NHS mandatory vaccination to be ditched as Tories U-turn to avoid even deeper NHS crisis
Ministers have announced plans to scrap the order forcing all NHS staff in England to get vaccinated against Covid. Health Secretary Sajid Javid confirmed the move in a statement to MPs on 31 January, just three days before the deadline for unvaccinated staff who have face-to-face contact with patients to get their first dose or be dismissed. Before the announcement, Naomi Byron, Unison rep and member of Unison’s National Executive Council (personal capacity), spoke to the Socialist:
A House of Lords committee has estimated that 126,000 staff could leave the NHS, or be dismissed, because of the introduction of mandatory vaccinations. They also estimated that it would cost £270 million to recruit and train replacements for those staff.
The NHS is already chronically understaffed with around 100,000 vacancies; these levels of understaffing are affecting patient care and causing chronic exhaustion among many NHS staff. A Unison survey at the end of last year said that two-thirds of staff who responded were thinking about leaving the NHS. The top reason they gave was the effect that their work was having on their mental health.
In October, there were six million people, almost one in ten of the population, on waiting lists in England, and it keeps increasing.

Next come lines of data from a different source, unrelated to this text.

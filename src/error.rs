use actix_web::{HttpResponse, ResponseError, http::StatusCode};
use sea_orm::DbErr;
use serde_json::json;
use thiserror::Error;

pub type AppResult<T> = Result<T, AppError>;

/// 基础设施故障与配置缺陷。
/// 可预期的业务拒绝（无抽奖券、每日次数已用、已审批）不走这里，
/// 由各服务以结果枚举返回。
#[derive(Error, Debug)]
pub enum AppError {
    #[error("Database error: {0}")]
    DatabaseError(#[from] DbErr),

    #[error("Validation error: {0}")]
    ValidationError(String),

    #[error("Auth error: {0}")]
    AuthError(String),

    /// 服务端未配置 GM key，GM 接口整体不可用
    #[error("GM_KEY_NOT_CONFIGURED")]
    GmKeyNotConfigured,

    #[error("Internal server error: {0}")]
    InternalError(String),

    /// 活动没有任何启用的奖励（配置缺陷）
    #[error("NO_ACTIVE_REWARDS")]
    NoActiveRewards,

    /// 启用奖励的权重之和 <= 0（配置缺陷）
    #[error("INVALID_REWARD_WEIGHTS")]
    InvalidRewardWeights,
}

impl AppError {
    pub fn code(&self) -> &'static str {
        match self {
            AppError::DatabaseError(_) => "DATABASE_ERROR",
            AppError::ValidationError(_) => "INVALID_ARGUMENT",
            AppError::AuthError(_) => "UNAUTHORIZED",
            AppError::GmKeyNotConfigured => "GM_KEY_NOT_CONFIGURED",
            AppError::NoActiveRewards => "NO_ACTIVE_REWARDS",
            AppError::InvalidRewardWeights => "INVALID_REWARD_WEIGHTS",
            AppError::InternalError(_) => "INTERNAL_ERROR",
        }
    }
}

impl ResponseError for AppError {
    fn status_code(&self) -> StatusCode {
        match self {
            AppError::ValidationError(_) => StatusCode::BAD_REQUEST,
            AppError::AuthError(_) => StatusCode::UNAUTHORIZED,
            _ => StatusCode::INTERNAL_SERVER_ERROR,
        }
    }

    fn error_response(&self) -> HttpResponse {
        let message = match self {
            AppError::ValidationError(msg) => {
                log::warn!("Validation error: {msg}");
                msg.clone()
            }
            AppError::AuthError(msg) => {
                log::warn!("Authentication error: {msg}");
                msg.clone()
            }
            AppError::DatabaseError(err) => {
                log::error!("Database error: {err}");
                "Database error".to_string()
            }
            AppError::GmKeyNotConfigured => {
                log::error!("GM API key is not configured");
                "GM API key is not configured".to_string()
            }
            AppError::NoActiveRewards | AppError::InvalidRewardWeights => {
                log::error!("Reward catalog misconfigured: {self}");
                self.to_string()
            }
            _ => {
                log::error!("Internal error: {self}");
                "Internal server error".to_string()
            }
        };

        HttpResponse::build(self.status_code()).json(json!({
            "ok": false,
            "error": {
                "code": self.code(),
                "message": message
            }
        }))
    }
}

In the care sector, where mandatory vaccination was introduced in the autumn, the Care Quality Commission is warning of a serious and deteriorating situation around staff recruitment and retention.

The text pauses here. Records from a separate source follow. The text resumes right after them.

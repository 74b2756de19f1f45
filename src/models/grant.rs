use actix_web::http::StatusCode;
use chrono::{DateTime, NaiveDate, Utc};
use serde::{Deserialize, Serialize};
use utoipa::{IntoParams, ToSchema};

use crate::entities::{GrantSourceType, GrantStatus, grant_entity};

/// 待审批列表查询参数
#[derive(Debug, Clone, Default, Deserialize, Serialize, ToSchema, IntoParams)]
#[into_params(parameter_in = Query)]
pub struct PendingGrantQuery {
    /// 只看某个活动的转盘发放记录
    pub event_id: Option<i64>,
    /// 每页数量，限定在 [1, 200]
    pub limit: Option<i64>,
    /// 偏移量，最小 0
    pub offset: Option<i64>,
}

/// 发放记录摘要
#[derive(Debug, Clone, PartialEq, Serialize, ToSchema)]
pub struct GrantSummary {
    pub grant_idx: i64,
    pub user_id: i64,
    pub amount: i64,
    pub source_type: GrantSourceType,
    pub source_id: i64,
    pub request_id: String,
    pub status: GrantStatus,
    pub created_at: Option<DateTime<Utc>>,
}

impl From<grant_entity::Model> for GrantSummary {
    fn from(m: grant_entity::Model) -> Self {
        GrantSummary {
            grant_idx: m.grant_idx,
            user_id: m.user_id,
            amount: m.amount,
            source_type: m.source_type,
            source_id: m.source_id,
            request_id: m.request_id,
            status: m.status,
            created_at: m.created_at,
        }
    }
}

#[derive(Debug, Clone, Deserialize, Serialize, ToSchema)]
pub struct ApproveGrantRequest {
    pub actor_id: i64,
    pub memo: Option<String>,
}

#[derive(Debug, Clone, Deserialize, Serialize, ToSchema)]
pub struct RejectGrantRequest {
    pub actor_id: i64,
    pub reason: Option<String>,
    pub memo: Option<String>,
}

/// 审批动作
#[derive(Debug, Clone, Copy, PartialEq, Eq)]
pub enum GrantAction {
    Approve,
    Reject,
}

impl GrantAction {
    pub fn as_str(&self) -> &'static str {
        match self {
            GrantAction::Approve => "approve",
            GrantAction::Reject => "reject",
        }
    }

    pub fn target_status(&self) -> GrantStatus {
        match self {
            GrantAction::Approve => GrantStatus::Approved,
            GrantAction::Reject => GrantStatus::Rejected,
        }
    }

    /// 非 ALREADY_DECIDED 的失败码
    pub fn failure_code(&self) -> &'static str {
        match self {
            GrantAction::Approve => "APPROVE_FAILED",
            GrantAction::Reject => "REJECT_FAILED",
        }
    }
}

/// 条件更新的结果
#[derive(Debug, Clone, Copy, PartialEq, Eq)]
pub enum DecisionOutcome {
    Decided(GrantStatus),
    AlreadyDecided,
}

pub const ALREADY_DECIDED: &str = "ALREADY_DECIDED";

/// 审批接口响应: `{ ok, code?, message? }`
#[derive(Debug, Clone, PartialEq, Eq, Serialize, ToSchema)]
pub struct DecisionResult {
    pub ok: bool,
    #[serde(skip_serializing_if = "Option::is_none")]
    pub code: Option<String>,
    #[serde(skip_serializing_if = "Option::is_none")]
    pub message: Option<String>,
}

impl DecisionResult {
    pub fn decided() -> Self {
        Self {
            ok: true,
            code: None,
            message: None,
        }
    }

    pub fn already_decided() -> Self {
        Self {
            ok: false,
            code: Some(ALREADY_DECIDED.to_string()),
            message: None,
        }
    }

    pub fn failed(code: &str, message: impl Into<String>) -> Self {
        Self {
            ok: false,
            code: Some(code.to_string()),
            message: Some(message.into()),
        }
    }

    pub fn status(&self) -> StatusCode {
        match self.code.as_deref() {
            None => StatusCode::OK,
            Some(ALREADY_DECIDED) => StatusCode::CONFLICT,
            Some("INVALID_ARGUMENT") => StatusCode::BAD_REQUEST,
            Some(_) => StatusCode::INTERNAL_SERVER_ERROR,
        }
    }
}

/// 运营发放额外抽奖券
#[derive(Debug, Clone, Deserialize, Serialize, ToSchema)]
pub struct IssueBonusTicketsRequest {
    pub event_id: i64,
    pub user_id: i64,
    pub count: i64,
}

#[derive(Debug, Clone, PartialEq, Eq, Serialize, ToSchema)]
pub struct IssueBonusTicketsResponse {
    #[schema(value_type = String, example = "2025-10-01")]
    pub ticket_date: NaiveDate,
    pub ticket_idxs: Vec<i64>,
}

The vacancy rate in the care sector went up from 6% in April, to 11.5% at the end of December. It nearly doubled in the period when mandatory vaccination was introduced.
The government argues that this measure is about protecting public health. But we can’t believe that the Tory government has public health at heart.
At the same time as they are planning to sack thousands of health workers, they are also passing the Health and Care Bill through parliament, which aims to entrench privatisation and continue the break-up of the NHS, including the potential of the break up of national pay bargaining.
The threat of dismissing staff if they don’t get vaccinated is counter-productive. I believe that more people would take the vaccine if we continued the positive education programme about the benefits of the vaccine. By attacking a minority of NHS staff, around 90% of whom are already vaccinated, the government is seeking to blame workers for the NHS crisis, caused by years of government cuts and privatisation.